Larry Dickson's cabin, Unknown, Algonquin Park Archives, APMA 2821

I first went to Algonquin Park in 1910 as one of the boys at Mr. George G. Brower’s Camp Waubens, situated on the large island opposite the Highland Inn on Cache Lake. On one of our numerous trips we passed through Canoe Lake, and I well remember seeing the red brick walls of the old Gilmour lumber mill standing with the galvanized iron roof intact. At that time the former village of Mowat, which once had some 600 inhabitants, a school, and a hospital, was a ghost town.

The postmaster of Mowat, Mr. J. S. Fraser (Shannon) lived with his wife and family in the old hospital building on the hill. A storehouse and a former boarding house for lumbermen, both in fairly good repair, stood below and on the right of the horse barn; in front lay the great mill yard, bare and desolate, with its 30 acres of sawdust and pine slabs. Across the mill yard by the lake shore stood the ruins of the Gilmour mill and some three houses in good repair. The one farthest to the right once belonged to a foreman but was then owned by Mr. Bletcher, a furniture manufacturer of Buffalo, New York. To the left of this was a log cabin, formerly a school house, but then owned by Mr. C.O. Anderson of Cleveland, Ohio. Beyond this stood a cottage, at one time a shelter hut, but then owned by Mr. Hugh Trainor, a walking foreman of the Huntsville Lumber Company.
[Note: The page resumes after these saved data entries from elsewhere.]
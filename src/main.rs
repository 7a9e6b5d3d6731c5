//! sobel-edge - write the Sobel edge map of an image file.

use std::path::{Path, PathBuf};

use anyhow::{Context, Result};
use clap::Parser;
use image::DynamicImage;
use log::{debug, info};

#[derive(Parser, Debug)]
#[command(name = "sobel-edge")]
#[command(version, about = "Render the Sobel edge magnitude of an image")]
struct Cli {
    /// Input image (any format the image crate can decode)
    input: PathBuf,

    /// Output path [default: <input stem>_processed.jpg next to the input]
    #[arg(short, long)]
    output: Option<PathBuf>,

    /// Number of worker threads (0 = auto)
    #[arg(short = 'j', long, default_value = "0")]
    threads: usize,

    /// Verbose output
    #[arg(short, long)]
    verbose: bool,
}

/// `photo.png` becomes `photo_processed.jpg` in the same directory.
fn default_output(input: &Path) -> PathBuf {
    let stem = input
        .file_stem()
        .map(|s| s.to_string_lossy().into_owned())
        .unwrap_or_default();
    input.with_file_name(format!("{}_processed.jpg", stem))
}

fn main() -> Result<()> {
    let cli = Cli::parse();

    let level = if cli.verbose { "debug" } else { "info" };
    env_logger::Builder::from_env(env_logger::Env::default().default_filter_or(level)).init();

    if cli.threads > 0 {
        rayon::ThreadPoolBuilder::new()
            .num_threads(cli.threads)
            .build_global()
            .context("failed to configure thread pool")?;
    }

    let source = image::open(&cli.input)
        .with_context(|| format!("failed to read image: {}", cli.input.display()))?;
    debug!(
        "decoded {}: {}x{} {:?}",
        cli.input.display(),
        source.width(),
        source.height(),
        source.color()
    );

    let edges = sobel_edge::sobel_dynamic(&source)
        .with_context(|| format!("edge detection failed for {}", cli.input.display()))?;

    let output = cli.output.unwrap_or_else(|| default_output(&cli.input));
    // JPEG has no alpha channel and the filter output is always opaque.
    DynamicImage::ImageRgba8(edges)
        .to_rgb8()
        .save(&output)
        .with_context(|| format!("failed to write image: {}", output.display()))?;

    info!("saved edge map to {}", output.display());
    println!("{}", output.display());
    Ok(())
}
use async_trait::async_trait;
use reqwest::StatusCode;
use serde::Deserialize;

use crate::error::DispatchError;
use crate::executor::Adapter;
use crate::models::{Completion, Request};

// Minimal body the adapter understands: any JSON object carrying a
// `content` string, optionally naming the model that produced it.
#[derive(Deserialize)]
struct CompletionBody {
    #[serde(default)]
    model: Option<String>,
    content: String,
}

/// Vendor-agnostic JSON-over-HTTP adapter.
///
/// Posts the canonical request as JSON to a single endpoint with optional
/// bearer auth. Anything vendor-specific (paths, payload reshaping,
/// response unwrapping) belongs in a dedicated `Adapter` implementation;
/// this one is the lowest common denominator and the reference for
/// writing those.
pub struct HttpAdapter {
    client: reqwest::Client,
    endpoint: String,
    api_key: Option<String>,
}

impl HttpAdapter {
    pub fn new(endpoint: impl Into<String>) -> Self {
        Self {
            client: reqwest::Client::new(),
            endpoint: endpoint.into(),
            api_key: None,
        }
    }

    pub fn with_api_key(mut self, api_key: impl Into<String>) -> Self {
        self.api_key = Some(api_key.into());
        self
    }
}

#[async_trait]
impl Adapter for HttpAdapter {
    async fn send(&self, request: &Request) -> Result<Completion, DispatchError> {
        let mut builder = self.client.post(&self.endpoint).json(request);
        if let Some(key) = &self.api_key {
            builder = builder.bearer_auth(key);
        }

        let response = builder.send().await.map_err(classify_reqwest)?;
        let status = response.status();
        if !status.is_success() {
            let body = response.text().await.unwrap_or_default();
            return Err(classify_status(status, &body));
        }

        let body: CompletionBody = response.json().await.map_err(classify_reqwest)?;
        Ok(Completion {
            model: body.model.unwrap_or_else(|| request.model.clone()),
            content: body.content,
        })
    }
}

fn classify_reqwest(err: reqwest::Error) -> DispatchError {
    if err.is_decode() {
        DispatchError::Permanent(format!("unparseable response: {err}"))
    } else {
        // connect failures, resets, proxy trouble: all worth a retry
        DispatchError::Transient(err.to_string())
    }
}

fn classify_status(status: StatusCode, body: &str) -> DispatchError {
    let snippet: String = body.chars().take(200).collect();
    let detail = format!("{status}: {snippet}");
    if status == StatusCode::TOO_MANY_REQUESTS
        || status == StatusCode::REQUEST_TIMEOUT
        || status.is_server_error()
    {
        DispatchError::Transient(detail)
    } else {
        DispatchError::Permanent(detail)
    }
}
Mr. Trainor had two comely young daughters, Winnifred (the elder) and Marie. Marie later studied nursing at St. Luke’s hospital, New York, and married a Dr. Roy McCormick, who was a fire ranger on Canoe Lake during his student days. Winifred, tall and dark, was friendly with Tom Thomson. Some say that Tom was much too wrapped up in his work to care much for women [...]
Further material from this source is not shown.